This in turn meant that a tribe’s applications should only deal with domains the tribe is responsible for, and as a corollary that most domains should only be manipulated by a single application (or at the very least only by applications of a same tribe).

Doing so, a tribe could deliver features while changing less modules, which means less build time and less applications to deploy, and without interfering with other tribes’ work.

Our plan was now clear:

Map our code, list the domains present in each application, and the tribe which should own it.
Within applications, isolate domains from each other.
Move domains between applications according to the target. Create more meaningful applications and destroy meaningless ones where needed.
Reaching this point for 80% of the code concerned would already be a significant improvement.
Move any module related to a domain that was previously shared into its new “home” application. Where not possible, at least clearly make it a module owned by the right tribe, and only used by that tribe’s applications.

And we started!

Mapping the codebase

It took us more than a week to list all domains present in our applications. Sometimes we had to get a head start on the next stage and to move code around, to form clusters and make sense of them.
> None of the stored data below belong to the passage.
//! # Vireo resolver core
//!
//! The per-network heart of the stub resolver:
//!
//! - [`stats`]: sliding-window sample rings deciding which upstreams
//!   are currently worth querying.
//! - [`private_dns`]: per-network encrypted-DNS configuration and the
//!   validation state machine with its observer contract.
//! - [`nat64`]: prefix discovery, AAAA synthesis and reverse-lookup
//!   unmapping for IPv6-only networks.
//! - [`network`]: the registry mapping network ids to their servers,
//!   search domains, tunables, statistics and cache.
//! - [`pipeline`]: the resolution path tying all of it together.

pub mod hosts;
pub mod nat64;
pub mod network;
pub mod params;
pub mod pipeline;
pub mod private_dns;
pub mod stats;

pub use nat64::Nat64Prefix;
pub use network::{Network, NetworkConfig, Registry};
pub use params::ResolverParams;
pub use pipeline::{AddressFamily, Resolver};
pub use private_dns::{
    parse_server_literals, PrivateDnsConfiguration, PrivateDnsMode, PrivateDnsStatus,
    ValidationObserver, ValidationState,
};
pub use stats::{Aggregate, Sample, SampleOutcome, ServerStats};

use bitflags::bitflags;
use thiserror::Error;

/// Maximum number of cleartext upstream servers per network.
pub const MAXNS: usize = 4;

/// Maximum number of search domains per network.
pub const MAXDNSRCH: usize = 6;

/// Resolution failure as seen by callers.
#[derive(Error, Debug, Clone, PartialEq, Eq)]
pub enum ResolverError {
    /// Malformed input (address literal, name, parameter).
    #[error("invalid argument: {0}")]
    InvalidArgument(String),

    /// The network id is already registered.
    #[error("network {0} already exists")]
    AlreadyExists(u32),

    /// The network id is not registered.
    #[error("network {0} is not configured")]
    NoSuchNetwork(u32),

    /// No upstream answered within the per-attempt deadline.
    #[error("query timed out")]
    Timeout,

    /// Transport failure after exhausting retries.
    #[error("network failure talking to upstream")]
    Network,

    /// The answer exceeds the caller's buffer.
    #[error("answer of {size} octets exceeds caller limit of {limit}")]
    Limit {
        /// Answer size.
        size: usize,
        /// Caller's limit.
        limit: usize,
    },

    /// The name exists but has no records of the requested type.
    #[error("no data of the requested type")]
    NoData,

    /// The name does not exist.
    #[error("host not found")]
    HostNotFound,

    /// Resource exhaustion inside the resolver.
    #[error("internal resolver limit reached")]
    Internal,
}

/// Result alias for resolver operations.
pub type Result<T> = std::result::Result<T, ResolverError>;

bitflags! {
    /// Per-query flags, forwarded from the application surface.
    #[derive(Debug, Clone, Copy, PartialEq, Eq)]
    pub struct QueryFlags: u32 {
        /// Do not store the computed answer in the cache.
        const NO_CACHE_STORE = 1 << 0;
        /// Skip the cache probe and single-flight coalescing.
        const NO_CACHE_LOOKUP = 1 << 1;
        /// One attempt per server, no retry rounds.
        const NO_RETRY = 1 << 2;
        /// Route over cleartext even when private DNS is configured.
        /// Internal: prefix discovery probes must not ride the
        /// encrypted transport.
        const BYPASS_PRIVATE_DNS = 1 << 3;
    }
}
The outcome was a simple document containing a section for each application, bullet points for domains, colors to visualize tribes owning the domains, and comments about where and how to possibly relocate a given domain.

Several pages of our mapping document, zoomed out to see the overall structure, but otherwise unreadable. — A look at our document at some point during the process

Isolating domains

Before we could move any logic around, we had to make consistent packages of it. If you remember the introduction, we could face two different problems for parts of our domain-related code:

it could be hidden behind technical layers
it could be intertwined with other unrelated code

The idea here was to pull up domains as first-level modules/packages/directories/you name it, depending on the technology concerned: Java/Kotlin, JS/Typescript, JSP, Vue.js…
That way it would then be much easier to move them.

Relocating domains

Now comes the interesting part! We spent 5 weeks moving domains between applications according to the target.
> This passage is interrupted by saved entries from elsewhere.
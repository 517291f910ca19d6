//! Per-network state and the network registry.

use crate::params::ResolverParams;
use crate::stats::{self, Aggregate, Sample, ServerStats};
use crate::nat64::Nat64Prefix;
use crate::{Result, ResolverError, MAXDNSRCH, MAXNS};
use parking_lot::{Mutex, RwLock};
use std::collections::HashMap;
use std::net::SocketAddr;
use std::sync::Arc;
use tokio::task::JoinHandle;
use tracing::debug;

/// Configuration applied to one network by the control surface.
#[derive(Debug, Clone, Default)]
pub struct NetworkConfig {
    /// Cleartext upstream servers, in preference order (≤ MAXNS).
    pub servers: Vec<SocketAddr>,
    /// Search domains for unqualified names (≤ MAXDNSRCH, deduped).
    pub search_domains: Vec<String>,
    /// Tunables.
    pub params: ResolverParams,
    /// Routing mark applied to every outgoing socket.
    pub mark: u32,
}

impl NetworkConfig {
    fn sanitize(mut self) -> Result<Self> {
        if self.servers.len() > MAXNS {
            self.servers.truncate(MAXNS);
        }
        let mut seen = Vec::new();
        for domain in std::mem::take(&mut self.search_domains) {
            let domain = domain.trim_end_matches('.').to_ascii_lowercase();
            if domain.len() > 255 {
                return Err(ResolverError::InvalidArgument(format!(
                    "search domain too long: {domain:?}"
                )));
            }
            if !domain.is_empty() && !seen.contains(&domain) {
                seen.push(domain);
            }
        }
        if seen.len() > MAXDNSRCH {
            seen.truncate(MAXDNSRCH);
        }
        self.search_domains = seen;
        Ok(self)
    }
}

/// Everything the resolver knows about one network.
#[derive(Debug)]
pub struct Network {
    netid: u32,
    config: RwLock<(u32, Arc<NetworkConfig>)>, // (revision, config)
    stats: Mutex<Vec<ServerStats>>,
    cache: vireo_cache::ResolvCache,
    prefix: Mutex<Option<Nat64Prefix>>,
    discovery: Mutex<Option<JoinHandle<()>>>,
}

impl Network {
    fn new(netid: u32) -> Self {
        Self {
            netid,
            config: RwLock::new((0, Arc::new(NetworkConfig::default()))),
            stats: Mutex::new(Vec::new()),
            cache: vireo_cache::ResolvCache::new(vireo_cache::CacheConfig::default()),
            prefix: Mutex::new(None),
            discovery: Mutex::new(None),
        }
    }

    /// The network id.
    pub fn netid(&self) -> u32 {
        self.netid
    }

    /// Replaces the configuration. Stats rings are reset and the
    /// revision bumped so samples from the old server list are not
    /// attributed to the new one.
    pub fn set_config(&self, config: NetworkConfig) -> Result<()> {
        let config = config.sanitize()?;
        let server_count = config.servers.len();

        let mut guard = self.config.write();
        let revision = guard.0.wrapping_add(1);
        *guard = (revision, Arc::new(config));

        let mut stats = self.stats.lock();
        stats.clear();
        stats.resize_with(server_count, ServerStats::new);
        debug!(netid = self.netid, revision, servers = server_count, "network configured");
        Ok(())
    }

    /// Snapshot of (revision, config) for one resolution pass.
    pub fn snapshot(&self) -> (u32, Arc<NetworkConfig>) {
        let guard = self.config.read();
        (guard.0, guard.1.clone())
    }

    /// Records a sample against server `index`, provided the server
    /// list has not been swapped since the snapshot was taken.
    pub fn record_sample(&self, revision: u32, index: usize, sample: Sample) {
        let max_samples = {
            let guard = self.config.read();
            if guard.0 != revision {
                return;
            }
            usize::from(guard.1.params.max_samples)
        };
        let mut stats = self.stats.lock();
        if let Some(server_stats) = stats.get_mut(index) {
            server_stats.record(max_samples, sample);
        }
    }

    /// Usable-server mask for the current server list.
    pub fn usable_servers(&self) -> Vec<bool> {
        let params = self.config.read().1.params.clone();
        let mut stats = self.stats.lock();
        stats::usable_servers(&params, &mut stats)
    }

    /// Sticky EDNS flag for server `index`.
    pub fn edns_broken(&self, index: usize) -> bool {
        self.stats
            .lock()
            .get(index)
            .map(|s| s.edns_broken())
            .unwrap_or(false)
    }

    /// Marks server `index` as EDNS-intolerant.
    pub fn set_edns_broken(&self, index: usize) {
        if let Some(stats) = self.stats.lock().get_mut(index) {
            stats.set_edns_broken();
        }
    }

    /// Aggregated per-server statistics, for the info surface.
    pub fn stats_snapshot(&self) -> Vec<Aggregate> {
        self.stats.lock().iter().map(|s| s.aggregate()).collect()
    }

    /// The network's answer cache.
    pub fn cache(&self) -> &vireo_cache::ResolvCache {
        &self.cache
    }

    /// Current NAT64 prefix, if discovered.
    pub fn prefix(&self) -> Option<Nat64Prefix> {
        *self.prefix.lock()
    }

    /// Installs a discovered prefix.
    pub fn set_prefix(&self, prefix: Nat64Prefix) {
        debug!(netid = self.netid, %prefix, "NAT64 prefix installed");
        *self.prefix.lock() = Some(prefix);
    }

    /// Clears the prefix (discovery stopped).
    pub fn clear_prefix(&self) {
        *self.prefix.lock() = None;
    }

    /// Replaces the running discovery task, aborting its predecessor.
    pub fn set_discovery_task(&self, handle: Option<JoinHandle<()>>) {
        let mut guard = self.discovery.lock();
        if let Some(old) = guard.take() {
            old.abort();
        }
        *guard = handle;
    }
}

impl Drop for Network {
    fn drop(&mut self) {
        if let Some(handle) = self.discovery.lock().take() {
            handle.abort();
        }
    }
}

/// Registry of configured networks, keyed by netid.
#[derive(Default)]
pub struct Registry {
    networks: RwLock<HashMap<u32, Arc<Network>>>,
}

impl Registry {
    /// Creates an empty registry.
    pub fn new() -> Self {
        Self::default()
    }

    /// Registers a network. Fails if the id is taken.
    pub fn create(&self, netid: u32) -> Result<()> {
        let mut networks = self.networks.write();
        if networks.contains_key(&netid) {
            return Err(ResolverError::AlreadyExists(netid));
        }
        networks.insert(netid, Arc::new(Network::new(netid)));
        debug!(netid, "network cache created");
        Ok(())
    }

    /// Removes a network, returning it so the caller can finish
    /// teardown (abort validations, flush caches).
    pub fn destroy(&self, netid: u32) -> Option<Arc<Network>> {
        let network = self.networks.write().remove(&netid);
        if let Some(network) = &network {
            network.set_discovery_task(None);
            network.clear_prefix();
            network.cache().flush();
            debug!(netid, "network cache destroyed");
        }
        network
    }

    /// Looks up a network.
    pub fn get(&self, netid: u32) -> Result<Arc<Network>> {
        self.networks
            .read()
            .get(&netid)
            .cloned()
            .ok_or(ResolverError::NoSuchNetwork(netid))
    }

    /// Returns true if the netid is registered.
    pub fn contains(&self, netid: u32) -> bool {
        self.networks.read().contains_key(&netid)
    }
}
As said previously, in the process we created new applications when no existing one would be a good home for a domain. For many domains though, as we’re mostly not doing “micro-services” but rather “rightly-sized applications”, we just moved them into an existing application that was suitable to host the domain (and most importantly, an application that would be owned by the right tribe!).
Also, we could kill services that existed for the wrong reasons.
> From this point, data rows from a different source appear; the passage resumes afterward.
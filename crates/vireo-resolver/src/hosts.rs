//! Local short-circuits: numeric literals and the hosts table.
//!
//! Names resolved here never reach the wire codec or the network.

use parking_lot::RwLock;
use std::collections::HashMap;
use std::net::{IpAddr, Ipv4Addr, Ipv6Addr};
use std::str::FromStr;

/// Parses `name` as a bare address literal.
pub fn numeric_literal(name: &str) -> Option<IpAddr> {
    IpAddr::from_str(name).ok()
}

/// In-memory hosts table, seeded with the loopback names every system
/// image ships.
pub struct HostsTable {
    entries: RwLock<HashMap<String, Vec<IpAddr>>>,
}

impl Default for HostsTable {
    fn default() -> Self {
        let mut entries = HashMap::new();
        entries.insert(
            "localhost".to_string(),
            vec![
                IpAddr::V4(Ipv4Addr::LOCALHOST),
                IpAddr::V6(Ipv6Addr::LOCALHOST),
            ],
        );
        entries.insert(
            "ip6-localhost".to_string(),
            vec![IpAddr::V6(Ipv6Addr::LOCALHOST)],
        );
        Self {
            entries: RwLock::new(entries),
        }
    }
}

impl HostsTable {
    /// Creates the default table.
    pub fn new() -> Self {
        Self::default()
    }

    /// Looks up a name (case-insensitive).
    pub fn lookup(&self, name: &str) -> Option<Vec<IpAddr>> {
        let key = name.trim_end_matches('.').to_ascii_lowercase();
        self.entries.read().get(&key).cloned()
    }

    /// Adds or replaces an entry.
    pub fn insert(&self, name: &str, addrs: Vec<IpAddr>) {
        self.entries
            .write()
            .insert(name.trim_end_matches('.').to_ascii_lowercase(), addrs);
    }
}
A spreadsheet listing applications and their new purpose and responsible tribe. — A listing of our applications: black ones have been killed, red ones have dramatically decrease in size, green ones are new. All other applications have been kept but reworked.

I would lie if saying that it’s been an easy task! Especially as there were some pitfalls we wanted to avoid.

The first one was our users experiencing downtime! We had to come with a strategy to move logic between applications without downtime.

The second pitfall, closely related to first one as you’ll see below, was to lose our git history for parts of the code that would be moved.

Also, we added another— temporal — constraint: we wanted to avoid creating WebServices as much as possible during that step, as it would take us too much time for a “quick win”. Inevitably we would encounter logic that couldn’t be moved to some other app “as is” because of some in-process dependency, but the idea was to refrain our wish to solve that problem at this precise moment, where possible.

I should precise here that we had one advantage: our mono-repo helped us dramatically! Maybe you’ll be able to figure out why while I quickly present 2 techniques we used to prevent the pitfalls listed above.

Aside 1: how to move stuff without breaking things

At Malt, we’re continuously delivering changes, and as such we’re used to move things or change contracts in several steps, in order not to break anything.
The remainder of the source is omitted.